Sometimes I'm a cynical bastard who is assured that the human race is doomed. But part of me knows that there have always been cynical bastards, who, all the way back to the first pessimistic cave man, were awaiting the doom of the species, which never came--we just kept right on going, hunting giraffes and building rockets to the moon. We've made it here today because, even despite the most cynical dystopia scenario, there have always been, and always will be, people dedicated to the service of others, and this is what keeps civilization rolling along. Above all else, I suppose that is what should be taken away from reading Working Fire, the new memoir by Oakland fireman Zac Unger. Unger is unapologetically ernest about his job and his responsibilities to the public. During this election year when all the pundits and politicians come out to play, Working Fire stands in stark contrast with its selfless (that's the key word here) and honest devotion to community. Willing to put his health, and perhaps life on the line, this bay area fireman's unquenchable sense of duty rings more compassion for others in one paragraph than one-thousand jabbering CNN-heads can expel over months of
"These fire engines belong to the citizens, and the people like to have a look at what they've paid for. It's the same reason I leave the bay doors rolled open during the day. If people drive by and see us, ready to go to work for them, they feel safer. They know that their city is watching out for them. In many of Oakland's neighborhoods, the fire engine is worth more than any of the surrounding homes. I want the rig to look nice; Oakland deserves it."

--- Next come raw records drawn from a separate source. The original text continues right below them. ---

use std::path::{Path, PathBuf};

use super::LaunchSpec;
use crate::core::validation::SafeToken;
use crate::error::{EdgeError, Result};

/// Entry point every worker folder provides
const WORKER_ENTRY: &str = "main.py";

/// Resolves the isolated interpreter and entry script of a worker folder.
///
/// Layout: `<workers_dir>/<script>/.venv/<bin>/python` next to
/// `<workers_dir>/<script>/main.py`.
#[derive(Debug, Clone)]
pub struct WorkerEnvironment {
    workers_dir: PathBuf,
}

impl WorkerEnvironment {
    pub fn new(workers_dir: impl Into<PathBuf>) -> Self {
        Self {
            workers_dir: workers_dir.into(),
        }
    }

    pub fn workers_dir(&self) -> &Path {
        &self.workers_dir
    }

    pub fn interpreter_path(&self, script: &SafeToken) -> PathBuf {
        let venv = self.workers_dir.join(script.as_str()).join(".venv");
        if cfg!(windows) {
            venv.join("Scripts").join("python.exe")
        } else {
            venv.join("bin").join("python")
        }
    }

    pub fn script_path(&self, script: &SafeToken) -> PathBuf {
        self.workers_dir.join(script.as_str()).join(WORKER_ENTRY)
    }

    /// Build a launch spec, failing if the worker has not been installed
    pub fn resolve(&self, script: &SafeToken, args: Vec<SafeToken>) -> Result<LaunchSpec> {
        let program = self.interpreter_path(script);
        if !program.exists() {
            return Err(EdgeError::launch(format!(
                "interpreter for '{}' not found at {}",
                script,
                program.display()
            )));
        }

        let entry = self.script_path(script);
        if !entry.is_file() {
            return Err(EdgeError::launch(format!(
                "worker script for '{}' not found at {}",
                script,
                entry.display()
            )));
        }

        Ok(LaunchSpec {
            script_name: script.clone(),
            program,
            working_dir: self.workers_dir.join(script.as_str()),
            script: entry,
            args,
        })
    }
}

I've never seen a big house fire with my own eyes outside of the local news, but surely I've seen fire trucks all around the city and heard them, with alarms blazing, zooming through the streets to some emergency somewhere. I learned a lot about the art of the fireman from this book, but what was most surprising is that fighting fires was only a part of their job. Firemen are often the first response to medical emergencies and urgencies of all kind.

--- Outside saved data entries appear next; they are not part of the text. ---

use async_trait::async_trait;
use parking_lot::Mutex;
use std::path::PathBuf;
use std::time::Instant;

use super::{MetricSource, SourceScope};
use crate::core::devices::DeviceDescriptor;
use crate::core::telemetry::{MetricSample, SourceKind};
use crate::platform::sysfs;
use crate::platform::SYSFS_ROOT;

/// NPU utilisation from the driver's cumulative busy-time counter.
///
/// Utilisation is the busy-time delta over the wall-clock delta between two
/// samples. No accelerator node means no NPU: a terminal null, not an error.
pub struct NpuSource {
    sysfs_root: PathBuf,
    previous: Mutex<Option<(u64, Instant)>>,
}

impl NpuSource {
    pub fn new() -> Self {
        Self::with_sysfs_root(PathBuf::from(SYSFS_ROOT))
    }

    pub fn with_sysfs_root(root: PathBuf) -> Self {
        Self {
            sysfs_root: root,
            previous: Mutex::new(None),
        }
    }
}

impl Default for NpuSource {
    fn default() -> Self {
        Self::new()
    }
}

fn utilization(busy_delta_us: u64, wall_delta_us: u128) -> f64 {
    if wall_delta_us == 0 {
        return 0.0;
    }
    (busy_delta_us as f64 / wall_delta_us as f64 * 100.0).clamp(0.0, 100.0)
}

#[async_trait]
impl MetricSource for NpuSource {
    fn kind(&self) -> SourceKind {
        SourceKind::Npu
    }

    fn scope(&self) -> SourceScope {
        SourceScope::Machine
    }

    async fn sample(&self, _device: Option<&DeviceDescriptor>) -> MetricSample {
        let Some(accel) = sysfs::list_accel_devices(&self.sysfs_root).into_iter().next() else {
            return MetricSample::unsupported(SourceKind::Npu, None);
        };
        let Some(busy_us) = accel.read_busy_time_us() else {
            // Accelerator present but the driver does not expose the counter
            return MetricSample::unsupported(SourceKind::Npu, None);
        };

        let now = Instant::now();
        let previous = self.previous.lock().replace((busy_us, now));
        let value = match previous {
            Some((prev_busy, prev_at)) if busy_us >= prev_busy => utilization(
                busy_us - prev_busy,
                now.duration_since(prev_at).as_micros(),
            ),
            // First reading, or the counter reset with the driver
            _ => 0.0,
        };

        MetricSample::reading(SourceKind::Npu, None, value)
    }
}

The secondary story of Working Fire is the story of a middle-class Jewish son of suburban professionals, who after seeing an ad on a bus station bench, decides to become an urban fire fighter, and must learn to cope with people with very different backgrounds. I could relate to this--the summer after I graduated from high school, I went to work for my school district's buildings and grounds department, and felt utterly alienated from the pot-gutted union guys the district paid to keep the schools functioning and attractive. I really didn't have much to add to their conversations about professional wrestling, and tried to avoid their machismo taunts and insults.
Throughout, Working Fire is an exhilarating read which gracefully balances the adventures of the job with the nuances of the personalities under the helmets. I don't know if Unger's writing would shine as brightly outside of the memoir genre, but for what it is, Working Fire is an honest and riveting tale of the human race, and why through all the global wars and street crimes, we are still worth saving.